M. le Prince de Metternich propose qu'un délai soit fixé à la Grèce pour faire connaître si elle s'engage à se conformer à la déclaration qui lui sera transmise.

M. le Plénipotentiaire de France appuie cette proposition, qui lui paraît d'un intérêt égal pour les deux parties, et il pense que le délai, auquel d'ailleurs on devrait s'abstenir avec soin de donner un caractère comminatoire, pourrait courir du jour de la remise de la déclaration entre les mains du Ministre des Affaires étrangères de Grèce.

M. le Chevalier Nigra regarde comme essentiel que la Turquie adhère préalablement à la déclaration, et elle pourrait le faire en reproduisant les termes de ce document, c'est-à-dire en affirmant qu'elle renoncera à donner suite aux mesures qu'implique le rejet de son Ultimatum, si la Grèce défère à l'opinion émise par la Conférence.

M. l'Ambassadeur de Turquie exprime l'espoir que, si la Grèce prend l'engagement d'observer désormais les prescriptions du droit international, la Porte ne fera pas d'objection au rétablissement des rapports diplomatiques; mais il ne voit pas la nécessité de faire dès à présent une déclaration à ce sujet.

M. le Plénipotentiaire de France constate qu'il ne s'agit plus en ce moment que de déterminer dans quels termes et dans quel délai il serait nécessaire que le Gouvernement hellénique répondit pour que la Porte pût retirer les mesures résultant de son Ultimatum.

M. le Chevalier Nigra est d'avis que la déclaration devrait être portée à la connaissance du Gouvernement hellénique par une dépêche du Président de la Conférence. Cette dépêche tracerait implicitement au Cabinet d'Athènes sa réponse, qui devrait consister dans une acceptation pure et simple.

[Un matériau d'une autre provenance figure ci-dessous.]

#[cfg(test)]
mod tests {
    use super::*;
    use std::fs;

    fn build_tree(root: &Path) {
        fs::create_dir_all(root.join("a/b/c/d")).unwrap();
        fs::create_dir_all(root.join(".hidden")).unwrap();
        fs::create_dir_all(root.join("node_modules/pkg")).unwrap();
        fs::write(root.join("top.txt"), b"12345").unwrap();
        fs::write(root.join("a/b/c/d/deep.txt"), b"x").unwrap();
        fs::write(root.join(".hidden/secret"), b"s").unwrap();
        fs::write(root.join("node_modules/pkg/index.js"), b"js").unwrap();
    }

    async fn names(walker: &TreeWalker, root: &Path) -> Vec<String> {
        let mut seen = Vec::new();
        walker
            .walk(root, &CancelToken::new(), |e| {
                seen.push(e.rel_path.to_string_lossy().replace('\\', "/"));
                Descend::Yes
            })
            .await
            .unwrap();
        seen
    }

    #[test]
    fn test_skip_rules() {
        let rules = SkipRules::new(&["Trash".into()], &["backup*".into()]).unwrap();
        assert!(rules.is_skipped(".git"));
        assert!(rules.is_skipped("TRASH"));
        assert!(rules.is_skipped("Backup-2024"));
        assert!(!rules.is_skipped("games"));
        assert!(SkipRules::new(&[], &["[".into()]).is_err());
    }

    #[tokio::test]
    async fn test_walk_skips_hidden_and_denied() {
        let dir = tempfile::tempdir().unwrap();
        build_tree(dir.path());
        let walker = TreeWalker::new(6, 4, SkipRules::default());
        let seen = names(&walker, dir.path()).await;
        assert!(seen.contains(&"top.txt".to_string()));
        assert!(seen.contains(&"a/b/c/d/deep.txt".to_string()));
        assert!(!seen.iter().any(|p| p.contains("hidden")));
        assert!(!seen.iter().any(|p| p.contains("node_modules")));
    }

    #[tokio::test]
    async fn test_walk_caps_depth() {
        let dir = tempfile::tempdir().unwrap();
        build_tree(dir.path());
        let walker = TreeWalker::new(2, 16, SkipRules::default());
        let seen = names(&walker, dir.path()).await;
        // depth 2 directory `a/b` is read, its child `c` is seen but not entered
        assert!(seen.contains(&"a/b/c".to_string()));
        assert!(!seen.iter().any(|p| p.starts_with("a/b/c/")));
    }

    #[tokio::test]
    async fn test_walk_respects_descend_no() {
        let dir = tempfile::tempdir().unwrap();
        build_tree(dir.path());
        let walker = TreeWalker::new(6, 16, SkipRules::default());
        let mut seen = Vec::new();
        walker
            .walk(dir.path(), &CancelToken::new(), |e| {
                seen.push(e.name.clone());
                if e.name == "a" {
                    Descend::No
                } else {
                    Descend::Yes
                }
            })
            .await
            .unwrap();
        assert!(seen.contains(&"a".to_string()));
        assert!(!seen.contains(&"b".to_string()));
    }

    #[tokio::test]
    async fn test_walk_missing_root_is_error() {
        let dir = tempfile::tempdir().unwrap();
        let walker = TreeWalker::new(6, 16, SkipRules::default());
        let result = walker
            .walk(&dir.path().join("nope"), &CancelToken::new(), |_| Descend::Yes)
            .await;
        assert!(matches!(result, Err(VaultError::SourceNotFound(_))));
    }

    #[tokio::test]
    async fn test_walk_cancelled() {
        let dir = tempfile::tempdir().unwrap();
        build_tree(dir.path());
        let walker = TreeWalker::new(6, 16, SkipRules::default());
        let cancel = CancelToken::new();
        cancel.cancel();
        let result = walker.walk(dir.path(), &cancel, |_| Descend::Yes).await;
        assert!(matches!(result, Err(VaultError::Cancelled)));
    }

    #[tokio::test]
    async fn test_list_tree_includes_everything() {
        let dir = tempfile::tempdir().unwrap();
        build_tree(dir.path());
        fs::create_dir_all(dir.path().join("empty")).unwrap();
        let listing = list_tree(dir.path(), &CancelToken::new()).await.unwrap();
        assert_eq!(listing.files.len(), 4);
        assert_eq!(listing.total_bytes, 5 + 1 + 1 + 2);
        assert!(listing.dirs.contains(&PathBuf::from("empty")));
        assert!(listing.dirs.contains(&PathBuf::from(".hidden")));
        let a = listing.dirs.iter().position(|d| d == Path::new("a")).unwrap();
        let ab = listing.dirs.iter().position(|d| d == Path::new("a/b")).unwrap();
        assert!(a < ab);
        assert!(listing.is_complete());
    }

    #[test]
    fn test_require_complete() {
        assert!(require_complete("/src/Game", &[]).is_ok());
        let err = require_complete("/src/Game", &["data/locked".into()]).unwrap_err();
        assert!(matches!(err, VaultError::IncompleteSource { unread: 1, .. }));
    }

    #[cfg(unix)]
    #[tokio::test]
    async fn test_list_tree_records_unreadable_dirs() {
        use std::os::unix::fs::PermissionsExt;

        // root ignores directory permissions
        if unsafe { libc::geteuid() } == 0 {
            return;
        }
        let dir = tempfile::tempdir().unwrap();
        build_tree(dir.path());
        let locked = dir.path().join("a/b");
        fs::set_permissions(&locked, fs::Permissions::from_mode(0o000)).unwrap();
        let listing = list_tree(dir.path(), &CancelToken::new()).await;
        fs::set_permissions(&locked, fs::Permissions::from_mode(0o755)).unwrap();

        let listing = listing.unwrap();
        assert!(!listing.is_complete());
        assert_eq!(listing.unread_names(), vec!["a/b".to_string()]);
        assert!(!listing.files.iter().any(|f| f.rel_path.starts_with("a/b/c")));
    }

    #[tokio::test]
    async fn test_tree_size_cap() {
        let dir = tempfile::tempdir().unwrap();
        for i in 0..5 {
            fs::write(dir.path().join(format!("f{i}")), vec![0u8; 10]).unwrap();
        }
        let cancel = CancelToken::new();
        assert_eq!(tree_size(dir.path(), 100, &cancel).await.unwrap(), ContentSize::Exact(50));
        assert_eq!(tree_size(dir.path(), 3, &cancel).await.unwrap(), ContentSize::AtLeast(30));
    }
}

M. le Comte de Stackelberg approuve cette manière de procéder; il pense que la fixation d'un terme dans la déclaration y donnerait un caractère impératif qu'elle ne doit pas revêtir, et qu'il suffira de mentionner le délai dans la dépêche que le Président adressera au Gouvernement hellénique au nom de la Conférence, et dont les termes pourraient être discutés et arrêtés d'un commun accord.

M. le Marquis de La Valette dit qu'il est prêt à se conformer aux intentions de la Conférence.

Au moment où la séance allait être levée, M. le Plénipotentiaire de France reçoit communication d'un document autographié et non signé, portant le titre de Mémoire sur le conflit Gréco-Turc, et qui lui est transmis par M. le Ministre de Grèce à Paris. Après avoir pris connaissance de cette pièce, ainsi que de ses annexes, et en avoir lu les principaux passages à la Conférence, M. le Marquis de La Valette propose, pour en faciliter l'étude, d'en faire distribuer des copies à chacun des Plénipotentiaires, qui pourront ainsi en mieux apprécier l'argumentation.

Afin de déférer au voeu, unanimement exprimé dans la dernière réunion, que les communications de la Grèce soient accueillies avec bienveillance et sérieusement examinées, les Plénipotentiaires décident que le projet de déclaration sur lequel ils sont tombés d'accord, ne sera pas parafé avant que chacun d'eux ait pu se rendre compte de la valeur du document émané de la Chancellerie hellénique.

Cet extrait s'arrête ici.